Cosmopolita

Publicado el Juan Gabriel Gomez Albarello

Acerca de la escritura ininteligible, la que parece crítpica y probablemente no lo sea

Las palabras engañan, pero también sirven para decir la verdad. Si la última parte de esta proposición es cierta, entonces tendríamos que admitir que las palabras nos engañan cuando se lo permitimos, esto es, cuando les dejamos entrar en la consciencia con su aura de mensajeras para que instalen en nuestra cabeza un embuste. Pero, si uno es consciente, ¿cómo puede ocurrir tamaña inconsciencia?

La verdad es que un embuste solamente puede instalarse porque no estuvimos en guardia, no permanecimos despiertos, esto es, no fuimos verdaderamente conscientes. Si nos fijamos bien, los embustes no asedian ni asaltan los muros de nuestras creencias; no cruzan los fosos ni escalan las paredes de nuestro razonamiento con la tenacidad de quienes ponen un sitio a una plaza. Los embustes siempre entran por la puerta grande, mientras estamos de feria; siempre lo hacen ofreciendo algún provecho. Sólo después de sentirnos estafados, ya tarde, repetimos el mismo requerimiento: dónde estaba la guardia, dónde la aduana, dónde están ahora. Maldecimos, gritamos, procurando así salvar algo de nuestro maltrecho sentido de responsabilidad, pero esta vez aduaneros y guardias llegan pronto, portando un gran espejo. Con desilusión terminamos por admitir que estuvimos todo el tiempo medio dormidos y nos aferramos entonces a la esperanza de mantenernos en vela y atentos.
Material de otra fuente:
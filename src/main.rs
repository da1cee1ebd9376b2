//! # Vault Search CLI (`vsearch`)
//!
//! ## Usage
//!
//! ```bash
//! vsearch --config ./config/vsearch.toml <command>
//! ```
//!
//! ## Commands
//!
//! | Command | Description |
//! |---------|-------------|
//! | `vsearch init` | Create the SQLite database and schema |
//! | `vsearch index` | Embed new and changed notes |
//! | `vsearch search "<query>"` | Semantic search over indexed notes |
//! | `vsearch get <path>` | Print every indexed chunk of a note |
//! | `vsearch delete <path>` | Remove a note or chunk from the index |
//! | `vsearch stats` | Vault and index statistics |
//! | `vsearch health` | Check the embedding provider |
//! | `vsearch serve` | Start the HTTP + MCP server with scheduled reindexing |
//!
//! Logs go to stderr and honour `RUST_LOG` (default `info`).

use clap::{Parser, Subcommand};
use std::path::PathBuf;
use std::sync::Arc;

use tracing_subscriber::EnvFilter;
use vault_search::config::load_config;
use vault_search::search::{print_hits, to_scored};
use vault_search::server::run_server;
use vault_search::service::VaultSearch;
use vault_search::stats::print_report;

#[derive(Parser)]
#[command(
    name = "vsearch",
    about = "Vault Search — semantic search over a folder of markdown notes",
    version,
    long_about = "Vault Search chunks the markdown notes in a vault, embeds them with a local \
    Ollama model, stores the vectors in SQLite, and answers similarity queries from the CLI, \
    a JSON HTTP API, and an MCP endpoint for AI agents."
)]
struct Cli {
    /// Path to the TOML configuration file.
    #[arg(long, global = true, default_value = "./config/vsearch.toml")]
    config: PathBuf,

    #[command(subcommand)]
    command: Commands,
}

#[derive(Subcommand)]
enum Commands {
    /// Create the database and schema.
    Init,

    /// Index new and changed notes.
    Index,

    /// Search indexed notes.
    Search {
        query: String,

        /// Maximum number of results.
        #[arg(long, default_value_t = 10)]
        limit: usize,
    },

    /// Print the indexed content of a note.
    Get {
        /// Note path (absolute or relative to the vault). A `#n` suffix is ignored.
        path: String,
    },

    /// Remove a note, or a single `#n` chunk, from the index.
    Delete { path: String },

    /// Show vault and index statistics.
    Stats,

    /// Check that the embedding provider is reachable and has the model.
    Health,

    /// Start the HTTP server.
    Serve,
}

#[tokio::main]
async fn main() -> anyhow::Result<()> {
    tracing_subscriber::fmt()
        .with_env_filter(
            EnvFilter::try_from_default_env().unwrap_or_else(|_| EnvFilter::new("info")),
        )
        .with_writer(std::io::stderr)
        .init();

    let cli = Cli::parse();
    let cfg = load_config(&cli.config)?;
    let db_path = cfg.db.path.clone();
    let service = Arc::new(VaultSearch::open(cfg).await?);

    let outcome = run_command(cli.command, service.clone(), &db_path).await;
    service.shutdown().await;
    outcome
}

async fn run_command(
    command: Commands,
    service: Arc<VaultSearch>,
    db_path: &std::path::Path,
) -> anyhow::Result<()> {
    match command {
        Commands::Init => {
            println!("Database initialized at {}", db_path.display());
        }
        Commands::Index => {
            let result = service.reindex().await?;
            println!(
                "Indexed {} files: {} processed, {} skipped, {} errors",
                result.total_files, result.processed, result.skipped, result.errors
            );
        }
        Commands::Search { query, limit } => {
            let hits = service.search(&query, limit).await?;
            print_hits(&to_scored(hits));
        }
        Commands::Get { path } => match service.document(&path).await? {
            Some(doc) => {
                println!("{} ({} chunks)", doc.file_path, doc.total_chunks);
                println!();
                println!("{}", doc.content);
            }
            None => anyhow::bail!("Document not found: {}", path),
        },
        Commands::Delete { path } => {
            if service.delete_document(&path).await? {
                println!("Deleted {}", path);
            } else {
                anyhow::bail!("Document not found: {}", path);
            }
        }
        Commands::Stats => {
            print_report(&service.stats().await, db_path);
        }
        Commands::Health => {
            let report = service.health().await;
            println!("Status:    {}", report.status);
            println!(
                "Provider:  {} ({})",
                report.provider_url,
                if report.provider_reachable {
                    "reachable"
                } else {
                    "unreachable"
                }
            );
            println!(
                "Model:     {} ({})",
                report.model,
                if report.model_available {
                    "available"
                } else {
                    "not found"
                }
            );
            println!("Chunks:    {}", report.documents);
            if !report.provider_reachable {
                anyhow::bail!("Embedding provider is not reachable");
            }
        }
        Commands::Serve => {
            run_server(service).await?;
        }
    }
    Ok(())
}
De entre todos los embustes, hoy mi atención gravita en torno a aquellos que se presentan con un aura de graves y enigmáticos, cual si fueran una esfinge. Me refiero a los escritos ininteligibles, los que parecen crípticos y realmente no lo son. El adjetivo críptico es apropiado para describir el escrito que oculta un mensaje, uno que sólo se revela con gran esfuerzo, como si el lector tuviera que levantar las pesadas piedras de una cripta. Mas sucede muchas veces que, después de tanto trabajo, uno no encuentra nada sino la ilusión de un mensaje, un balbuceo o un gemido que puede ser una incapacidad o una mera impostura. Lamentablemente, ese balbuceo o ese gemido le es suficiente a unos cuantos para convencerse de que el empeño puesto en leer un texto que no se entiende sí vale la pena. Eso sí, para que ese convencimiento sea efectivo, los convencidos han tenido que asegurarse de que sí han entendido. Con esa seguridad pregonan e imparten cátedra, expresión ésta que ha de entenderse también en su sentido literal pues muchos son los convencidos que se ganan la vida en las universidades figurando como catedráticos.

En un tono polémico podría decir, “No se debe ahorrar esfuerzo para combatir el mal hábito de escribir de forma ininteligible – todo instrumento que sirva para ponerse en guardia en contra suya debe ser empuñado como un arma.” Pero la polémica también pertenece al género de los malos hábitos. No hay que perder en ella el tiempo. Más vale dedicarlo a caer en cuenta de que muchas veces nuestros mensajes no son claros – por tanto, no deberíamos ahorrar esfuerzos para aclararlos.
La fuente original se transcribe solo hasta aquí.